→ Your objective: Scan the entries that follow and copy out every line containing "reason".
______
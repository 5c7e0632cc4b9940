//! snapvault - point-in-time snapshots for a JSON record store
//!
//! This library keeps timestamped `.tar.gz` snapshots of an application
//! root (the primary data file, the snapshot store itself and the logs
//! directory), prunes them to a retention limit, and restores the store from
//! a chosen snapshot.
//!
//! # Architecture
//!
//! The crate is organized into the following modules:
//!
//! - `config`: Application root resolution and persisted settings
//! - `error`: Custom error types
//! - `snapshot`: Archive codec, catalog, retention, backup and restore
//! - `journal`: Append-only record of backup, prune and restore operations
//! - `storage`: First-run layout of the live store
//! - `display`: Terminal formatting
//! - `cli`: Command handlers for the `snapvault` binary
//!
//! # Example
//!
//! ```rust,ignore
//! use snapvault::config::{AppPaths, Settings};
//! use snapvault::cli::run_backup_once;
//!
//! let paths = AppPaths::new()?;
//! let settings = Settings::load_or_create(&paths)?;
//! let report = run_backup_once(&paths, &settings)?;
//! ```

pub mod cli;
pub mod config;
pub mod display;
pub mod error;
pub mod journal;
pub mod snapshot;
pub mod storage;

pub use error::{SnapvaultError, SnapvaultResult};
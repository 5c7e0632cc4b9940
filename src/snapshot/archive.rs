//! Archive codec
//!
//! Bundles a set of paths into one gzip-compressed tar archive and expands
//! archives back onto the filesystem. Knows nothing about snapshot names or
//! retention.

use std::fs::{self, File};
use std::io::{self, BufReader, BufWriter, Write};
use std::path::{Component, Path, PathBuf};

use flate2::read::GzDecoder;
use flate2::write::GzEncoder;
use flate2::Compression;
use serde::Serialize;

use crate::error::{SnapvaultError, SnapvaultResult};

/// Prefix of in-progress archive files
const PARTIAL_PREFIX: &str = ".backup-";

/// Suffix of in-progress archive files
const PARTIAL_SUFFIX: &str = ".partial";

/// A freshly written archive
#[derive(Debug, Clone, Serialize)]
pub struct ArchiveHandle {
    /// Where the archive landed
    pub path: PathBuf,
    /// Compressed size in bytes
    pub size_bytes: u64,
    /// Number of tar entries (files and directories)
    pub entries: usize,
}

/// Contents of an archive, gathered without extracting it
#[derive(Debug, Clone, Copy, Default, PartialEq, Eq, Serialize)]
pub struct ArchiveSummary {
    /// Number of tar entries (files and directories)
    pub entries: usize,
    /// Uncompressed size of all file contents
    pub total_bytes: u64,
}

/// Creates and extracts `.tar.gz` archives relative to a source root
#[derive(Debug, Clone)]
pub struct ArchiveCodec {
    source_root: PathBuf,
}

impl ArchiveCodec {
    /// Create a codec whose member paths are resolved against `source_root`
    pub fn new(source_root: impl Into<PathBuf>) -> Self {
        Self {
            source_root: source_root.into(),
        }
    }

    /// Bundle `members` (files or directories, relative to the source root)
    /// into a compressed archive at `destination`.
    ///
    /// The archive is written to a temp file next to `destination` and
    /// renamed into place once complete, so a failure never leaves a file at
    /// `destination`.
    pub fn create(&self, members: &[PathBuf], destination: &Path) -> SnapvaultResult<ArchiveHandle> {
        let creation_err = |reason: String| SnapvaultError::ArchiveCreation {
            destination: destination.to_path_buf(),
            reason,
        };

        for member in members {
            if !is_safe_relative(member) {
                return Err(creation_err(format!(
                    "member path must be relative to the source root: {}",
                    member.display()
                )));
            }
        }

        let dest_dir = destination
            .parent()
            .filter(|p| !p.as_os_str().is_empty())
            .unwrap_or_else(|| Path::new("."));

        let temp = tempfile::Builder::new()
            .prefix(PARTIAL_PREFIX)
            .suffix(PARTIAL_SUFFIX)
            .tempfile_in(dest_dir)
            .map_err(|e| creation_err(format!("cannot create temp file: {}", e)))?;

        let file = temp
            .as_file()
            .try_clone()
            .map_err(|e| creation_err(e.to_string()))?;

        let encoder = GzEncoder::new(BufWriter::new(file), Compression::default());
        let mut builder = tar::Builder::new(encoder);
        builder.follow_symlinks(false);

        let mut entries = 0;
        for member in members {
            entries += self
                .append_member(&mut builder, member)
                .map_err(|e| creation_err(format!("{}: {}", member.display(), e)))?;
        }

        let file = builder
            .into_inner()
            .and_then(|encoder| encoder.finish())
            .and_then(|writer| writer.into_inner().map_err(|e| e.into_error()))
            .map_err(|e| creation_err(format!("cannot finish archive: {}", e)))?;

        file.sync_all()
            .map_err(|e| creation_err(format!("cannot sync archive: {}", e)))?;
        drop(file);

        temp.persist(destination)
            .map_err(|e| creation_err(format!("cannot move archive into place: {}", e.error)))?;

        let size_bytes = fs::metadata(destination)
            .map_err(|e| creation_err(e.to_string()))?
            .len();

        tracing::debug!(
            archive = %destination.display(),
            entries,
            size_bytes,
            "archive written"
        );

        Ok(ArchiveHandle {
            path: destination.to_path_buf(),
            size_bytes,
            entries,
        })
    }

    /// Add one member (recursively for directories), returning the entry count
    fn append_member<W: Write>(
        &self,
        builder: &mut tar::Builder<W>,
        relative: &Path,
    ) -> io::Result<usize> {
        let full = self.source_root.join(relative);
        let metadata = fs::symlink_metadata(&full)?;
        let file_type = metadata.file_type();

        // Links are stored as links, never followed
        if file_type.is_file() || file_type.is_symlink() {
            builder.append_path_with_name(&full, relative)?;
            return Ok(1);
        }

        if !file_type.is_dir() {
            return Err(io::Error::new(
                io::ErrorKind::InvalidInput,
                "not a regular file, directory or symlink",
            ));
        }

        builder.append_dir(relative, &full)?;
        let mut count = 1;

        let mut children = fs::read_dir(&full)?
            .map(|entry| entry.map(|e| e.file_name()))
            .collect::<io::Result<Vec<_>>>()?;
        children.sort();

        for child in children {
            if is_partial_name(&child.to_string_lossy()) {
                continue;
            }
            count += self.append_member(builder, &relative.join(child))?;
        }

        Ok(count)
    }

    /// Validate an archive without extracting it
    ///
    /// Reads every entry and the gzip trailer, so truncated or garbled
    /// archives are reported as corrupt.
    pub fn inspect(archive: &Path) -> SnapvaultResult<ArchiveSummary> {
        let corrupt = |reason: String| SnapvaultError::ArchiveCorrupt {
            archive: archive.to_path_buf(),
            reason,
        };

        let mut tar = open_archive(archive)?;
        let mut summary = ArchiveSummary::default();

        for entry in tar.entries().map_err(|e| corrupt(e.to_string()))? {
            let mut entry = entry.map_err(|e| corrupt(e.to_string()))?;

            let path = entry.path().map_err(|e| corrupt(e.to_string()))?.into_owned();
            if !is_safe_relative(&path) {
                return Err(corrupt(format!("unsafe entry path: {}", path.display())));
            }

            summary.total_bytes += io::copy(&mut entry, &mut io::sink())
                .map_err(|e| corrupt(format!("{}: {}", path.display(), e)))?;
            summary.entries += 1;
        }

        // Drain the gzip stream so the trailer checksum is verified
        io::copy(&mut tar.into_inner(), &mut io::sink()).map_err(|e| corrupt(e.to_string()))?;

        Ok(summary)
    }

    /// Expand an archive onto `destination_root`, overwriting files at the
    /// same relative paths.
    ///
    /// The archive is validated in full before the first write, so a corrupt
    /// archive leaves the destination untouched. A write failure after that
    /// point leaves already-extracted files in place.
    pub fn extract(archive: &Path, destination_root: &Path) -> SnapvaultResult<ArchiveSummary> {
        let summary = Self::inspect(archive)?;

        let extraction_err = |reason: String| SnapvaultError::Extraction {
            archive: archive.to_path_buf(),
            reason,
        };

        fs::create_dir_all(destination_root).map_err(|e| {
            extraction_err(format!(
                "cannot create {}: {}",
                destination_root.display(),
                e
            ))
        })?;

        let mut tar = open_archive(archive)?;
        tar.set_overwrite(true);
        tar.set_preserve_mtime(true);

        let entries = tar.entries().map_err(|e| SnapvaultError::ArchiveCorrupt {
            archive: archive.to_path_buf(),
            reason: e.to_string(),
        })?;

        for entry in entries {
            let mut entry = entry.map_err(|e| SnapvaultError::ArchiveCorrupt {
                archive: archive.to_path_buf(),
                reason: e.to_string(),
            })?;
            let path = entry
                .path()
                .map(|p| p.display().to_string())
                .unwrap_or_default();

            let unpacked = entry
                .unpack_in(destination_root)
                .map_err(|e| extraction_err(format!("{}: {}", path, e)))?;
            if !unpacked {
                return Err(extraction_err(format!(
                    "{}: entry escapes {}",
                    path,
                    destination_root.display()
                )));
            }
        }

        tracing::debug!(
            archive = %archive.display(),
            destination = %destination_root.display(),
            entries = summary.entries,
            "archive extracted"
        );

        Ok(summary)
    }
}

/// Open a `.tar.gz` for reading
fn open_archive(archive: &Path) -> SnapvaultResult<tar::Archive<GzDecoder<BufReader<File>>>> {
    let file = File::open(archive).map_err(|e| match e.kind() {
        io::ErrorKind::NotFound => SnapvaultError::ArchiveNotFound(archive.to_path_buf()),
        _ => SnapvaultError::Io(format!("Failed to open {}: {}", archive.display(), e)),
    })?;

    let is_empty = file.metadata().map(|m| m.len() == 0).unwrap_or(false);
    if is_empty {
        return Err(SnapvaultError::ArchiveCorrupt {
            archive: archive.to_path_buf(),
            reason: "archive is empty".into(),
        });
    }

    Ok(tar::Archive::new(GzDecoder::new(BufReader::new(file))))
}

/// Relative, with no `..` components
fn is_safe_relative(path: &Path) -> bool {
    path.components().next().is_some()
        && path
            .components()
            .all(|c| matches!(c, Component::Normal(_) | Component::CurDir))
}

/// In-progress archives written by [`ArchiveCodec::create`]
pub(crate) fn is_partial_name(name: &str) -> bool {
    name.starts_with(PARTIAL_PREFIX) && name.ends_with(PARTIAL_SUFFIX)
}
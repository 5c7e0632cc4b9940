//! Snapshot backup and restore
//!
//! # Architecture
//!
//! Leaves first:
//!
//! - `ArchiveCodec`: writes and expands `.tar.gz` archives
//! - `SnapshotCatalog`: lists the archives in the snapshot store, oldest first
//! - `RetentionManager`: deletes all but the newest K snapshots
//! - `SnapshotWriter`: one backup cycle (name, archive, verify, prune)
//! - `RestoreExecutor`: overwrites the live store from a chosen snapshot,
//!   with selection delegated to a `SelectionProvider`
//!
//! # Snapshot Names
//!
//! `backup-<timestamp>.tar.gz`, where the timestamp is ISO-8601 UTC with
//! millisecond precision and `:`/`.` replaced by `-`
//! (`backup-2024-01-12T08-30-00-000Z.tar.gz`). Lexical order of names is
//! chronological order; the catalog sorts on the parsed timestamp.
//!
//! # Example
//!
//! ```rust,ignore
//! use snapvault::config::{AppPaths, Settings};
//! use snapvault::snapshot::{PresetSelection, RestoreExecutor, SnapshotWriter};
//!
//! let paths = AppPaths::new()?;
//! let settings = Settings::load_or_create(&paths)?;
//!
//! let report = SnapshotWriter::from_settings(&paths, &settings).backup()?;
//! println!("wrote {}", report.snapshot.name);
//!
//! let executor = RestoreExecutor::from_settings(&paths, &settings);
//! executor.restore_with(&mut PresetSelection::new(0, true))?;
//! ```

pub mod archive;
pub mod catalog;
pub mod name;
pub mod restore;
pub mod retention;
pub mod selection;
pub mod writer;

pub use archive::{ArchiveCodec, ArchiveHandle, ArchiveSummary};
pub use catalog::{Snapshot, SnapshotCatalog};
pub use name::{is_snapshot_name, parse_snapshot_name, snapshot_name};
pub use restore::{RestoreExecutor, RestoreOutcome, RestoreReport};
pub use retention::{PruneFailure, PruneReport, RetentionManager};
pub use selection::{PresetSelection, SelectionProvider, TerminalSelector};
pub use writer::{BackupReport, SnapshotWriter};
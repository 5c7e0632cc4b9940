//! Configuration module for snapvault
//!
//! This module provides configuration management including:
//! - Application root and live store path resolution
//! - Persisted settings (retention, live store membership, restore root)

pub mod paths;
pub mod settings;

pub use paths::AppPaths;
pub use settings::{LiveStoreMember, RetentionSettings, Settings};
//! Path management for snapvault
//!
//! Resolves the application root and the well-known paths beneath it: the
//! primary data file, the snapshot store and the logs directory.
//!
//! ## Path Resolution Order
//!
//! 1. `SNAPVAULT_ROOT` environment variable (if set)
//! 2. Unix (Linux/macOS): `$XDG_DATA_HOME/snapvault` or `~/.local/share/snapvault`
//! 3. Windows: `%APPDATA%\snapvault`

use std::path::{Path, PathBuf};

use crate::error::SnapvaultError;

/// Environment variable that overrides the application root
pub const ROOT_ENV_VAR: &str = "SNAPVAULT_ROOT";

/// Primary data file, relative to the application root
pub const DATA_FILE: &str = "data.json";

/// Snapshot store directory, relative to the application root
pub const BACKUP_DIR: &str = "backups";

/// Logs directory, relative to the application root
pub const LOGS_DIR: &str = "logs";

/// Manages all paths used by snapvault
#[derive(Debug, Clone)]
pub struct AppPaths {
    /// Application root; every live store member is relative to it
    base_dir: PathBuf,
}

impl AppPaths {
    /// Create a new AppPaths instance
    ///
    /// # Errors
    ///
    /// Returns an error if no home directory can be determined.
    pub fn new() -> Result<Self, SnapvaultError> {
        let base_dir = match std::env::var(ROOT_ENV_VAR) {
            Ok(custom) if !custom.is_empty() => PathBuf::from(custom),
            _ => resolve_default_path()?,
        };

        Ok(Self { base_dir })
    }

    /// Create AppPaths with a custom base directory (useful for testing)
    pub fn with_base_dir(base_dir: PathBuf) -> Self {
        Self { base_dir }
    }

    /// Get the application root
    pub fn base_dir(&self) -> &Path {
        &self.base_dir
    }

    /// Get the primary data file (`<root>/data.json`)
    pub fn data_file(&self) -> PathBuf {
        self.base_dir.join(DATA_FILE)
    }

    /// Get the snapshot store (`<root>/backups/`)
    pub fn backup_dir(&self) -> PathBuf {
        self.base_dir.join(BACKUP_DIR)
    }

    /// Get the logs directory (`<root>/logs/`)
    pub fn logs_dir(&self) -> PathBuf {
        self.base_dir.join(LOGS_DIR)
    }

    /// Get the operation journal (`<root>/logs/operations.jsonl`)
    pub fn journal_file(&self) -> PathBuf {
        self.logs_dir().join("operations.jsonl")
    }

    /// Get the path to the settings file
    pub fn settings_file(&self) -> PathBuf {
        self.base_dir.join("snapvault.json")
    }

    /// Resolve a path relative to the application root
    ///
    /// Absolute paths are returned unchanged.
    pub fn resolve(&self, relative: impl AsRef<Path>) -> PathBuf {
        let relative = relative.as_ref();
        if relative.is_absolute() {
            relative.to_path_buf()
        } else {
            self.base_dir.join(relative)
        }
    }

    /// Ensure all required directories exist
    ///
    /// Creates the root, the snapshot store and the logs directory.
    pub fn ensure_directories(&self) -> Result<(), SnapvaultError> {
        std::fs::create_dir_all(&self.base_dir)
            .map_err(|e| SnapvaultError::Io(format!("Failed to create base directory: {}", e)))?;

        std::fs::create_dir_all(self.backup_dir())
            .map_err(|e| SnapvaultError::Io(format!("Failed to create backup directory: {}", e)))?;

        std::fs::create_dir_all(self.logs_dir())
            .map_err(|e| SnapvaultError::Io(format!("Failed to create logs directory: {}", e)))?;

        Ok(())
    }

    /// Check if snapvault has been initialized (settings file exists)
    pub fn is_initialized(&self) -> bool {
        self.settings_file().exists()
    }
}

/// Resolve the default application root based on platform
#[cfg(not(windows))]
fn resolve_default_path() -> Result<PathBuf, SnapvaultError> {
    let data_base = match std::env::var("XDG_DATA_HOME") {
        Ok(dir) if !dir.is_empty() => PathBuf::from(dir),
        _ => {
            let home = std::env::var("HOME").map_err(|_| {
                SnapvaultError::Config("Could not determine HOME directory".into())
            })?;
            PathBuf::from(home).join(".local").join("share")
        }
    };
    Ok(data_base.join("snapvault"))
}

/// Resolve the default application root based on platform
#[cfg(windows)]
fn resolve_default_path() -> Result<PathBuf, SnapvaultError> {
    let appdata = std::env::var("APPDATA")
        .map_err(|_| SnapvaultError::Config("Could not determine APPDATA directory".into()))?;
    Ok(PathBuf::from(appdata).join("snapvault"))
}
______
→ Task answer:
        let creation_err = |reason: String| SnapvaultError::ArchiveCreation {
            reason,
        let corrupt = |reason: String| SnapvaultError::ArchiveCorrupt {
            reason,
        let extraction_err = |reason: String| SnapvaultError::Extraction {
            reason,
            reason: e.to_string(),
                reason: e.to_string(),
            reason: "archive is empty".into(),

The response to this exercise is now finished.